* Work order *
Copy out the entries exactly. Print them in full.

* Given records *
= Beginning of Section =

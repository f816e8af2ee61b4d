use std::io;
use std::sync::Arc;

use agent_runtime_mock::MockRuntime;
use orchestrator_console::render::describe;
use orchestrator_console::{dispatch, start_lines, Flow};
use session_orchestrator::{ui_channel, OrchestratorConfig, SessionController, UiEvent};
use tokio::io::{AsyncBufReadExt, BufReader};
use tokio::sync::mpsc::UnboundedReceiver;
use tracing::info;
use tracing_subscriber::EnvFilter;

const LOG_ENV: &str = "ORCHESTRATOR_LOG";

#[tokio::main(flavor = "current_thread")]
async fn main() -> io::Result<()> {
    init_tracing();

    let mut config = OrchestratorConfig::from_env().map_err(io::Error::other)?;
    if config.workspace_root.is_relative() {
        config.workspace_root = std::env::current_dir()?.join(&config.workspace_root);
    }
    info!(
        workspace = %config.workspace_root.display(),
        model = %config.work_model,
        "console starting"
    );

    let (runtime, mut runtime_events) = MockRuntime::new();
    let runtime = Arc::new(runtime.with_persistence(config.workspace_root.clone()));
    runtime.set_auto_reply(true);

    let (publisher, mut ui_events) = ui_channel();
    let mut controller =
        SessionController::new(runtime, config, publisher).map_err(io::Error::other)?;

    match controller.start().await {
        Ok(outcome) => print_lines(start_lines(outcome)),
        Err(error) => println!("error: {error}"),
    }
    println!("{}", orchestrator_console::commands::HELP_TEXT);
    print_ui_events(&mut ui_events);

    let mut lines = BufReader::new(tokio::io::stdin()).lines();
    loop {
        tokio::select! {
            line = lines.next_line() => {
                let Some(line) = line? else {
                    break;
                };
                let (flow, output) = dispatch(&mut controller, &line).await;
                print_lines(output);
                if flow == Flow::Quit {
                    break;
                }
            }
            Some(event) = runtime_events.recv() => controller.handle_event(event),
        }
        print_ui_events(&mut ui_events);
    }

    controller.shutdown().await;
    print_ui_events(&mut ui_events);
    Ok(())
}

fn init_tracing() {
    let filter = EnvFilter::try_from_env(LOG_ENV).unwrap_or_else(|_| EnvFilter::new("info"));
    tracing_subscriber::fmt()
        .with_env_filter(filter)
        .with_writer(io::stderr)
        .init();
}

fn print_ui_events(events: &mut UnboundedReceiver<UiEvent>) {
    while let Ok(event) = events.try_recv() {
        if let Some(line) = describe(&event) {
            println!("{line}");
        }
    }
}

fn print_lines(lines: Vec<String>) {
    for line in lines {
        println!("{line}");
    }
}
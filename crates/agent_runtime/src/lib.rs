//! Provider-neutral contract for a remote agent runtime.
//!
//! The runtime is consumed as an opaque capability: create or resume a
//! session, send a message, abort, switch model, and emit events. This crate
//! defines only those shapes; it carries no transport and no orchestration
//! policy.

use std::fmt;
use std::path::PathBuf;
use std::sync::Arc;

use async_trait::async_trait;
use serde::{Deserialize, Serialize};
use tokio::sync::mpsc;

mod error;
mod events;
mod tools;

pub use error::RuntimeError;
pub use events::{EventDecodeError, FileChangeKind, RuntimeEvent, SessionEvent};
pub use tools::{
    PreToolUseHook, ToolCallRequest, ToolDefinition, ToolHandler, ToolResult, ToolResultType,
};

/// Sending half of the runtime event channel.
pub type EventSender = mpsc::UnboundedSender<SessionEvent>;
/// Receiving half of the runtime event channel, drained by the orchestrator.
pub type EventReceiver = mpsc::UnboundedReceiver<SessionEvent>;

/// Creates the channel a runtime publishes its events on.
#[must_use]
pub fn event_channel() -> (EventSender, EventReceiver) {
    mpsc::unbounded_channel()
}

/// Cached description of a model.
#[derive(Debug, Clone, PartialEq, Serialize, Deserialize)]
pub struct ModelCapability {
    pub id: String,
    pub supports_vision: bool,
    pub context_window: u64,
    pub cost_multiplier: f32,
}

impl ModelCapability {
    #[must_use]
    pub fn new(id: impl Into<String>, context_window: u64) -> Self {
        Self {
            id: id.into(),
            supports_vision: false,
            context_window,
            cost_multiplier: 1.0,
        }
    }
}

/// Identity of a live session as reported by the runtime.
#[derive(Debug, Clone, PartialEq, Eq)]
pub struct SessionInfo {
    pub session_id: String,
    pub model: String,
}

/// Input required to create a session.
#[derive(Clone)]
pub struct CreateSessionRequest {
    pub model: String,
    pub workspace_root: PathBuf,
    /// Host tools; their names shadow runtime built-ins of the same name.
    pub tools: Vec<ToolDefinition>,
    /// Explicit allow-list. `None` lets the runtime expose everything it has.
    pub available_tools: Option<Vec<String>>,
    pub excluded_tools: Vec<String>,
    pub tool_handler: Option<Arc<dyn ToolHandler>>,
    /// Awaited before every tool call the session makes, host or built-in.
    pub pre_tool_use: Option<Arc<dyn PreToolUseHook>>,
    pub system_message: Option<String>,
    /// Ephemeral sessions leave nothing on durable storage.
    pub ephemeral: bool,
}

impl CreateSessionRequest {
    #[must_use]
    pub fn new(model: impl Into<String>, workspace_root: impl Into<PathBuf>) -> Self {
        Self {
            model: model.into(),
            workspace_root: workspace_root.into(),
            tools: Vec::new(),
            available_tools: None,
            excluded_tools: Vec::new(),
            tool_handler: None,
            pre_tool_use: None,
            system_message: None,
            ephemeral: false,
        }
    }

    /// Returns a copy of the request targeting another model.
    #[must_use]
    pub fn with_model(&self, model: impl Into<String>) -> Self {
        let mut request = self.clone();
        request.model = model.into();
        request
    }
}

impl fmt::Debug for CreateSessionRequest {
    fn fmt(&self, f: &mut fmt::Formatter<'_>) -> fmt::Result {
        f.debug_struct("CreateSessionRequest")
            .field("model", &self.model)
            .field("workspace_root", &self.workspace_root)
            .field(
                "tools",
                &self.tools.iter().map(|tool| &tool.name).collect::<Vec<_>>(),
            )
            .field("available_tools", &self.available_tools)
            .field("excluded_tools", &self.excluded_tools)
            .field("tool_handler", &self.tool_handler.is_some())
            .field("pre_tool_use", &self.pre_tool_use.is_some())
            .field("system_message", &self.system_message)
            .field("ephemeral", &self.ephemeral)
            .finish()
    }
}

/// Agent runtime interface.
///
/// Every call is a suspension point for the caller; events for a session are
/// delivered on the channel the runtime was constructed with, in emission
/// order.
#[async_trait]
pub trait AgentRuntime: Send + Sync {
    async fn create_session(&self, request: CreateSessionRequest)
        -> Result<SessionInfo, RuntimeError>;

    /// Reattaches to an existing session. `pre_tool_use` replaces any hook
    /// the session carried before.
    async fn resume_session(
        &self,
        session_id: &str,
        pre_tool_use: Option<Arc<dyn PreToolUseHook>>,
    ) -> Result<SessionInfo, RuntimeError>;

    async fn send_message(&self, session_id: &str, text: &str) -> Result<(), RuntimeError>;

    /// Requests the in-flight generation to stop. Advisory: a completion
    /// event may still arrive afterwards.
    async fn abort(&self, session_id: &str) -> Result<(), RuntimeError>;

    /// Changes the model of a live session in place.
    async fn switch_model(&self, session_id: &str, model: &str) -> Result<(), RuntimeError>;

    async fn destroy_session(&self, session_id: &str) -> Result<(), RuntimeError>;

    async fn list_models(&self) -> Result<Vec<ModelCapability>, RuntimeError>;

    /// Runs a sub-agent of the given type inside a session and returns its report.
    async fn run_subagent(
        &self,
        _session_id: &str,
        _agent_type: &str,
        _prompt: &str,
    ) -> Result<String, RuntimeError> {
        Err(RuntimeError::Unsupported {
            operation: "run_subagent",
        })
    }
}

= End of Section =

* Answer section *
repository f816e8af2ee61b4d
use std::io;
use std::sync::Arc;

use agent_runtime_mock::MockRuntime;
use orchestrator_console::render::describe;
use orchestrator_console::{dispatch, start_lines, Flow};
use session_orchestrator::{ui_channel, OrchestratorConfig, SessionController, UiEvent};
use tokio::io::{AsyncBufReadExt, BufReader};
use tokio::sync::mpsc::UnboundedReceiver;
use tracing::info;
use tracing_subscriber::EnvFilter;

const LOG_ENV: &str = "ORCHESTRATOR_LOG";

#[tokio::main(flavor = "current_thread")]
async fn main() -> io::Result<()> {
    init_tracing();

    let mut config = OrchestratorConfig::from_env().map_err(io::Error::other)?;
    if config.workspace_root.is_relative() {
        config.workspace_root = std::env::current_dir()?.join(&config.workspace_root);
    }
    info!(
        workspace = %config.workspace_root.display(),
        model = %config.work_model,
        "console starting"
    );

    let (runtime, mut runtime_events) = MockRuntime::new();
    let runtime = Arc::new(runtime.with_persistence(config.workspace_root.clone()));
    runtime.set_auto_reply(true);

    let (publisher, mut ui_events) = ui_channel();
    let mut controller =
        SessionController::new(runtime, config, publisher).map_err(io::Error::other)?;

    match controller.start().await {
        Ok(outcome) => print_lines(start_lines(outcome)),
        Err(error) => println!("error: {error}"),
    }
    println!("{}", orchestrator_console::commands::HELP_TEXT);
    print_ui_events(&mut ui_events);

    let mut lines = BufReader::new(tokio::io::stdin()).lines();
    loop {
        tokio::select! {
            line = lines.next_line() => {
                let Some(line) = line? else {
                    break;
                };
                let (flow, output) = dispatch(&mut controller, &line).await;
                print_lines(output);
                if flow == Flow::Quit {
                    break;
                }
            }
            Some(event) = runtime_events.recv() => controller.handle_event(event),
        }
        print_ui_events(&mut ui_events);
    }

    controller.shutdown().await;
    print_ui_events(&mut ui_events);
    Ok(())
}

fn init_tracing() {
    let filter = EnvFilter::try_from_env(LOG_ENV).unwrap_or_else(|_| EnvFilter::new("info"));
    tracing_subscriber::fmt()
        .with_env_filter(filter)
        .with_writer(io::stderr)
        .init();
}

fn print_ui_events(events: &mut UnboundedReceiver<UiEvent>) {
    while let Ok(event) = events.try_recv() {
        if let Some(line) = describe(&event) {
            println!("{line}");
        }
    }
}

fn print_lines(lines: Vec<String>) {
    for line in lines {
        println!("{line}");
    }
}
filename crates/agent_runtime/src/lib.rs
//! Provider-neutral contract for a remote agent runtime.
//!
//! The runtime is consumed as an opaque capability: create or resume a
//! session, send a message, abort, switch model, and emit events. This crate
//! defines only those shapes; it carries no transport and no orchestration
//! policy.

use std::fmt;
use std::path::PathBuf;
use std::sync::Arc;

use async_trait::async_trait;
use serde::{Deserialize, Serialize};
use tokio::sync::mpsc;

mod error;
mod events;
mod tools;

pub use error::RuntimeError;
pub use events::{EventDecodeError, FileChangeKind, RuntimeEvent, SessionEvent};
pub use tools::{
    PreToolUseHook, ToolCallRequest, ToolDefinition, ToolHandler, ToolResult, ToolResultType,
};

/// Sending half of the runtime event channel.
pub type EventSender = mpsc::UnboundedSender<SessionEvent>;
/// Receiving half of the runtime event channel, drained by the orchestrator.
pub type EventReceiver = mpsc::UnboundedReceiver<SessionEvent>;

/// Creates the channel a runtime publishes its events on.
#[must_use]
pub fn event_channel() -> (EventSender, EventReceiver) {
    mpsc::unbounded_channel()
}

/// Cached description of a model.
#[derive(Debug, Clone, PartialEq, Serialize, Deserialize)]
pub struct ModelCapability {
    pub id: String,
    pub supports_vision: bool,
    pub context_window: u64,
    pub cost_multiplier: f32,
}

impl ModelCapability {
    #[must_use]
    pub fn new(id: impl Into<String>, context_window: u64) -> Self {
        Self {
            id: id.into(),
            supports_vision: false,
            context_window,
            cost_multiplier: 1.0,
        }
    }
}

/// Identity of a live session as reported by the runtime.
#[derive(Debug, Clone, PartialEq, Eq)]
pub struct SessionInfo {
    pub session_id: String,
    pub model: String,
}

/// Input required to create a session.
#[derive(Clone)]
pub struct CreateSessionRequest {
    pub model: String,
    pub workspace_root: PathBuf,
    /// Host tools; their names shadow runtime built-ins of the same name.
    pub tools: Vec<ToolDefinition>,
    /// Explicit allow-list. `None` lets the runtime expose everything it has.
    pub available_tools: Option<Vec<String>>,
    pub excluded_tools: Vec<String>,
    pub tool_handler: Option<Arc<dyn ToolHandler>>,
    /// Awaited before every tool call the session makes, host or built-in.
    pub pre_tool_use: Option<Arc<dyn PreToolUseHook>>,
    pub system_message: Option<String>,
    /// Ephemeral sessions leave nothing on durable storage.
    pub ephemeral: bool,
}

impl CreateSessionRequest {
    #[must_use]
    pub fn new(model: impl Into<String>, workspace_root: impl Into<PathBuf>) -> Self {
        Self {
            model: model.into(),
            workspace_root: workspace_root.into(),
            tools: Vec::new(),
            available_tools: None,
            excluded_tools: Vec::new(),
            tool_handler: None,
            pre_tool_use: None,
            system_message: None,
            ephemeral: false,
        }
    }

    /// Returns a copy of the request targeting another model.
    #[must_use]
    pub fn with_model(&self, model: impl Into<String>) -> Self {
        let mut request = self.clone();
        request.model = model.into();
        request
    }
}

impl fmt::Debug for CreateSessionRequest {
    fn fmt(&self, f: &mut fmt::Formatter<'_>) -> fmt::Result {
        f.debug_struct("CreateSessionRequest")
            .field("model", &self.model)
            .field("workspace_root", &self.workspace_root)
            .field(
                "tools",
                &self.tools.iter().map(|tool| &tool.name).collect::<Vec<_>>(),
            )
            .field("available_tools", &self.available_tools)
            .field("excluded_tools", &self.excluded_tools)
            .field("tool_handler", &self.tool_handler.is_some())
            .field("pre_tool_use", &self.pre_tool_use.is_some())
            .field("system_message", &self.system_message)
            .field("ephemeral", &self.ephemeral)
            .finish()
    }
}

/// Agent runtime interface.
///
/// Every call is a suspension point for the caller; events for a session are
/// delivered on the channel the runtime was constructed with, in emission
/// order.
#[async_trait]
pub trait AgentRuntime: Send + Sync {
    async fn create_session(&self, request: CreateSessionRequest)
        -> Result<SessionInfo, RuntimeError>;

    /// Reattaches to an existing session. `pre_tool_use` replaces any hook
    /// the session carried before.
    async fn resume_session(
        &self,
        session_id: &str,
        pre_tool_use: Option<Arc<dyn PreToolUseHook>>,
    ) -> Result<SessionInfo, RuntimeError>;

    async fn send_message(&self, session_id: &str, text: &str) -> Result<(), RuntimeError>;

    /// Requests the in-flight generation to stop. Advisory: a completion
    /// event may still arrive afterwards.
    async fn abort(&self, session_id: &str) -> Result<(), RuntimeError>;

    /// Changes the model of a live session in place.
    async fn switch_model(&self, session_id: &str, model: &str) -> Result<(), RuntimeError>;

    async fn destroy_session(&self, session_id: &str) -> Result<(), RuntimeError>;

    async fn list_models(&self) -> Result<Vec<ModelCapability>, RuntimeError>;

    /// Runs a sub-agent of the given type inside a session and returns its report.
    async fn run_subagent(
        &self,
        _session_id: &str,
        _agent_type: &str,
        _prompt: &str,
    ) -> Result<String, RuntimeError> {
        Err(RuntimeError::Unsupported {
            operation: "run_subagent",
        })
    }
}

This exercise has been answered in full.